Write out exactly the lines of the entries below, from the first through the line containing "opaque; this inspects", and nothing beyond them.

(Dataset entries)
__________________________________________________

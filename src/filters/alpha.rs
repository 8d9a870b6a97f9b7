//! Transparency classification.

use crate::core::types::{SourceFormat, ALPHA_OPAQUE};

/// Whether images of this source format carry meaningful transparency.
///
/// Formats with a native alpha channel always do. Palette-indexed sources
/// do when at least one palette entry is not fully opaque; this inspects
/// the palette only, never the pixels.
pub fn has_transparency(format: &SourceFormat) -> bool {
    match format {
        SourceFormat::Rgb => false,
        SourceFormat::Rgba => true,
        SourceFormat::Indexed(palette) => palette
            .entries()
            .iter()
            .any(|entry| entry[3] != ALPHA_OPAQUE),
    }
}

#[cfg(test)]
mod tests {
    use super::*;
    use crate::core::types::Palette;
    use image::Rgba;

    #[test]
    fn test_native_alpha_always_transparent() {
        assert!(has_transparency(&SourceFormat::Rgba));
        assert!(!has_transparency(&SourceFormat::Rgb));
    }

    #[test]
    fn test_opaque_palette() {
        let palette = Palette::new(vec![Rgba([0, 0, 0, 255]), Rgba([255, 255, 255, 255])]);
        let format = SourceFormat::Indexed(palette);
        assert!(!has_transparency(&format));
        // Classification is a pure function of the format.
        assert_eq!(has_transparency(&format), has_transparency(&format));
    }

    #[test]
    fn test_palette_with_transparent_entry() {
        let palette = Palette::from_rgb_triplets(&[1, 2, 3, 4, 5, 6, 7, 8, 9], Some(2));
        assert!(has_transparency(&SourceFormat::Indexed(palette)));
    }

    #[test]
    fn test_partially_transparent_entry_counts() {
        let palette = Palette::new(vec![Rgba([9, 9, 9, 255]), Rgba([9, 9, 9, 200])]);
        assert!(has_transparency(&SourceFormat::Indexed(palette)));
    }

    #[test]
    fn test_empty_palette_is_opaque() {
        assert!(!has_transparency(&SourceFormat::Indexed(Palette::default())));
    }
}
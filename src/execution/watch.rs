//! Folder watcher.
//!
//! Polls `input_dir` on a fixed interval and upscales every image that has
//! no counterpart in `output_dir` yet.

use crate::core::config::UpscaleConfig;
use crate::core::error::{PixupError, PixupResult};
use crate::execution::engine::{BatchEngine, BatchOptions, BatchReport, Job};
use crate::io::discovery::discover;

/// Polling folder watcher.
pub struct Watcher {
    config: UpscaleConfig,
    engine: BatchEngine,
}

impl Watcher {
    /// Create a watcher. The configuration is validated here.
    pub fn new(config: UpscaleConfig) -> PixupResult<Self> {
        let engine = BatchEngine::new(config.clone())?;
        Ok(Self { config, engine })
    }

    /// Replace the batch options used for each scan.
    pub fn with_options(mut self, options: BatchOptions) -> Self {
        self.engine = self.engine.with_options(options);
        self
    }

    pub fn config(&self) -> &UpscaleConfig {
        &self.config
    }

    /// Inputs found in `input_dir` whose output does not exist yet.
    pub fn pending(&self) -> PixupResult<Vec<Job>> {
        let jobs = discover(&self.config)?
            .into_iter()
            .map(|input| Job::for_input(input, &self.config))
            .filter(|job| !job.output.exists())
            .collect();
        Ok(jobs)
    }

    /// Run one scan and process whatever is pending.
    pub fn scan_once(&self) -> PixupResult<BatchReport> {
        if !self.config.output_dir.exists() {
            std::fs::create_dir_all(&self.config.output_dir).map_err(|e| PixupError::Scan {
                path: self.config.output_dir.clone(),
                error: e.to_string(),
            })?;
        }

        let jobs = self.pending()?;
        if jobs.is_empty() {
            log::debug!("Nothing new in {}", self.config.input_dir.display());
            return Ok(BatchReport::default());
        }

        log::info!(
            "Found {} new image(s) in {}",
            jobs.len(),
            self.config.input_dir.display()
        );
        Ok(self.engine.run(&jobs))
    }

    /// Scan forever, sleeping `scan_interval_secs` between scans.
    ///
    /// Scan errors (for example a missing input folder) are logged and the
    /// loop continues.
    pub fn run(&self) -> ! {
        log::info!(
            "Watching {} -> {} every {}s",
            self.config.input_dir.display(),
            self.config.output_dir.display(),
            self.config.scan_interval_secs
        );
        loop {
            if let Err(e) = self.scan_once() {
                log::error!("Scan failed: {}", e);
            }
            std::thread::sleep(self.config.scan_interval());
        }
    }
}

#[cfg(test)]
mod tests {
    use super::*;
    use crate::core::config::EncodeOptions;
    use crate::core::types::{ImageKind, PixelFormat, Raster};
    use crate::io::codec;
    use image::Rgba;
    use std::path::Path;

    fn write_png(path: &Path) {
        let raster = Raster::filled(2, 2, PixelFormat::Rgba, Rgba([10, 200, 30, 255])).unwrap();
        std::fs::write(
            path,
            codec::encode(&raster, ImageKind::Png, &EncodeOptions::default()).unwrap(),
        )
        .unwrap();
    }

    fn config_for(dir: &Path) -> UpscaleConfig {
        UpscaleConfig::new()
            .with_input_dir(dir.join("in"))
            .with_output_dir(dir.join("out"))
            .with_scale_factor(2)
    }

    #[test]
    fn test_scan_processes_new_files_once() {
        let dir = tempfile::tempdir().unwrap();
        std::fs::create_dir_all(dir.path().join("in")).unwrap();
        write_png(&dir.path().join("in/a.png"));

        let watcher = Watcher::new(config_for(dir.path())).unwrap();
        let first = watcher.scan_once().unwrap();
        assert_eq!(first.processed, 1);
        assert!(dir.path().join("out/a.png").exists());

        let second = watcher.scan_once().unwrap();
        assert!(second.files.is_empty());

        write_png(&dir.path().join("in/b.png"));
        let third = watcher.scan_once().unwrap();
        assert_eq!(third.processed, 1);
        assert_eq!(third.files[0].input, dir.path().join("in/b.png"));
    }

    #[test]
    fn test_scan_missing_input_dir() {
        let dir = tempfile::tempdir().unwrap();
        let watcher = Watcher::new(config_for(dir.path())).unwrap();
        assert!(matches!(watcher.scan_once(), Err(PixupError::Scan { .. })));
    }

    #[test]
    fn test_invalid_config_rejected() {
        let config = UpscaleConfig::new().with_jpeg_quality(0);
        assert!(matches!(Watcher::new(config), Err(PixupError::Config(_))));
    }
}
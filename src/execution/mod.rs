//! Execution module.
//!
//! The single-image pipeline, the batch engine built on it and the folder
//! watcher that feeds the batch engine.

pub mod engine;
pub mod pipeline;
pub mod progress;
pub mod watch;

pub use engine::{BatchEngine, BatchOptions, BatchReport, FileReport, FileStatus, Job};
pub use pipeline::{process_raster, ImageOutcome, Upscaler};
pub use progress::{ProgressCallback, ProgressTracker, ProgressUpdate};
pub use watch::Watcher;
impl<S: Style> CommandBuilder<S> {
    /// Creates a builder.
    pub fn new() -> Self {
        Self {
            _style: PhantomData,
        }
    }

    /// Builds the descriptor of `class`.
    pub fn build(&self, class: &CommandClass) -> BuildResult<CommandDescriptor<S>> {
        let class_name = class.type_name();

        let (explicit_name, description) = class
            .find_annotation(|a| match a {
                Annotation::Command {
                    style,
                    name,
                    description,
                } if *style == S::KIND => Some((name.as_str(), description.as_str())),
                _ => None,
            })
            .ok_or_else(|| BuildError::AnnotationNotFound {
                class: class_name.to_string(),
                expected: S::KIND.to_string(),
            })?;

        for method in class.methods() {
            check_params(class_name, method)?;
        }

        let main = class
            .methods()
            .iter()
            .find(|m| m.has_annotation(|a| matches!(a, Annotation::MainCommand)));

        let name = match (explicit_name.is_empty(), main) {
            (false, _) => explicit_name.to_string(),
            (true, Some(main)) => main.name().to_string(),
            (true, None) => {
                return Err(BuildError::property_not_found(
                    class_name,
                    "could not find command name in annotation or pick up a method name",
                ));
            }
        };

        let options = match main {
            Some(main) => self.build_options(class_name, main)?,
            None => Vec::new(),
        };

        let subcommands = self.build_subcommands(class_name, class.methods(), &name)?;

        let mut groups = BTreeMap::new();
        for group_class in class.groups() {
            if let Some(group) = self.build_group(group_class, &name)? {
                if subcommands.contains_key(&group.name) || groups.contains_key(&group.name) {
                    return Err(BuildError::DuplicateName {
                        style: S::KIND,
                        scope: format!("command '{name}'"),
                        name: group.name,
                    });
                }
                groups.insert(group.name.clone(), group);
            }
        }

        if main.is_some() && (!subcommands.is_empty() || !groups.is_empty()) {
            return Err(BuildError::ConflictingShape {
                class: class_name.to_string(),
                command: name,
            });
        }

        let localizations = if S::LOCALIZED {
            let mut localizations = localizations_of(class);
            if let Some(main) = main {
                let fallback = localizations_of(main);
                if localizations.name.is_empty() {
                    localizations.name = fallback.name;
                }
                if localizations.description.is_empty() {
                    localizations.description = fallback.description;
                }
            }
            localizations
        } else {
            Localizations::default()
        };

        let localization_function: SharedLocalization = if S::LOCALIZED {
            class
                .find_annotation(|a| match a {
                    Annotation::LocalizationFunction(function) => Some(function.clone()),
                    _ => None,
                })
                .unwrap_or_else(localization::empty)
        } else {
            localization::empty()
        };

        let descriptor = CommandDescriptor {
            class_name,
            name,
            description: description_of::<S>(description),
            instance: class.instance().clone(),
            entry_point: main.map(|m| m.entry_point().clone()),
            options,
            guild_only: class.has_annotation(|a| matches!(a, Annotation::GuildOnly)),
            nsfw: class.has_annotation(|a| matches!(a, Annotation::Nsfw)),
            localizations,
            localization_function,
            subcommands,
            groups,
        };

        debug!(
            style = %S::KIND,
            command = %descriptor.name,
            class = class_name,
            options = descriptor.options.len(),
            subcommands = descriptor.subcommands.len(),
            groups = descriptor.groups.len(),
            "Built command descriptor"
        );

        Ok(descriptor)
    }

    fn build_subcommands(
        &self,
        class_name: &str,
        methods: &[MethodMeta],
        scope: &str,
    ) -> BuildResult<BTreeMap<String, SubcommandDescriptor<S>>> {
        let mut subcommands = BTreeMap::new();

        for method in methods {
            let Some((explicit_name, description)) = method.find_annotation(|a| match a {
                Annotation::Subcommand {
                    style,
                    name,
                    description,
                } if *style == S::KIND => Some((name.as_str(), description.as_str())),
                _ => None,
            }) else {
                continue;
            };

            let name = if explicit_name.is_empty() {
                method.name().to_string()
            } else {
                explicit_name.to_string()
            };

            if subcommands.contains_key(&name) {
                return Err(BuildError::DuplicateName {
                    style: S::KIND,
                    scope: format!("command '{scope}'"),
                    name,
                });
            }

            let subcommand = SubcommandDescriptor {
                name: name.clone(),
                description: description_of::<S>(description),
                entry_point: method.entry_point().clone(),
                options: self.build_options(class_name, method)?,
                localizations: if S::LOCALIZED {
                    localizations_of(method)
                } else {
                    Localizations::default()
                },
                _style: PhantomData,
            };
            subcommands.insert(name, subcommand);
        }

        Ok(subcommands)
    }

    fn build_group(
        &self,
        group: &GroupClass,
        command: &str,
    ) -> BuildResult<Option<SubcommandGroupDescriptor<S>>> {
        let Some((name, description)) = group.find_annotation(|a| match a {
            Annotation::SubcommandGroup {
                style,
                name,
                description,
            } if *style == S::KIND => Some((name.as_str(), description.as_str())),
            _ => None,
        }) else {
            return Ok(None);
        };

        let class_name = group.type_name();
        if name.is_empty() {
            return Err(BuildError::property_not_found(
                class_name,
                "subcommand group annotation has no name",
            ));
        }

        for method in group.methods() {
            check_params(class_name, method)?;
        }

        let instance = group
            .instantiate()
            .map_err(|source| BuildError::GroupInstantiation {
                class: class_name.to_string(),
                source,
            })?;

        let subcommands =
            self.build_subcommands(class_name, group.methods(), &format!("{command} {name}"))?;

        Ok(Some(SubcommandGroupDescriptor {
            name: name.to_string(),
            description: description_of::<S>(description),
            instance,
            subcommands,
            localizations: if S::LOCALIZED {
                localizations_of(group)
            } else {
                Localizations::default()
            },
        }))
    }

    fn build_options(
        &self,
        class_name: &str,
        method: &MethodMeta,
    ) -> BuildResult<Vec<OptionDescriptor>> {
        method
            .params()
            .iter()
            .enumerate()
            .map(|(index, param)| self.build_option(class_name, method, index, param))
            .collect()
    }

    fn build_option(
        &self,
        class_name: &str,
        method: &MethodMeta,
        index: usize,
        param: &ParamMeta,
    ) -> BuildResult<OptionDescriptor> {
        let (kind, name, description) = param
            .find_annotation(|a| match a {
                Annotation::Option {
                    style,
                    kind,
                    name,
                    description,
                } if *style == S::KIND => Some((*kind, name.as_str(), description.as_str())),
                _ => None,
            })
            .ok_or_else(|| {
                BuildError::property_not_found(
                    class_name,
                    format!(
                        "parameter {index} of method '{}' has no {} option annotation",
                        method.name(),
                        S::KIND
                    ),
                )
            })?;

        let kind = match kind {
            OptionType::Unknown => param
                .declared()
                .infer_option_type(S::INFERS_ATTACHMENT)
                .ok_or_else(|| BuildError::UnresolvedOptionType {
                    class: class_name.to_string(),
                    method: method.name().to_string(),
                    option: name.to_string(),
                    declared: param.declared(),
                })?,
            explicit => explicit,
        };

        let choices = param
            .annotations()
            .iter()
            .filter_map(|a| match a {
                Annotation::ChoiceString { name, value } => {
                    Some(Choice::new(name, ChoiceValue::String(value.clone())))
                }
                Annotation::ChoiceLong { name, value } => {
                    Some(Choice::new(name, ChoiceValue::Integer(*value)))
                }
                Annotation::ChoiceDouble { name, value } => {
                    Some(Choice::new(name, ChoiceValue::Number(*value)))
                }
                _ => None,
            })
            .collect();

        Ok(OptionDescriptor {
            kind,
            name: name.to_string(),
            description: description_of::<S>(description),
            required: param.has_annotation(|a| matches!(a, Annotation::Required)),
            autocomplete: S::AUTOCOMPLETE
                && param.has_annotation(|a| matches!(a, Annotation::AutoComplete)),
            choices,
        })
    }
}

__________________________________________________

• **Completed task**:
filename src/filters/alpha.rs
repository 8d9a870b6a97f9b7
//! Transparency classification.

use crate::core::types::{SourceFormat, ALPHA_OPAQUE};

/// Whether images of this source format carry meaningful transparency.
///
/// Formats with a native alpha channel always do. Palette-indexed sources
/// do when at least one palette entry is not fully opaque; this inspects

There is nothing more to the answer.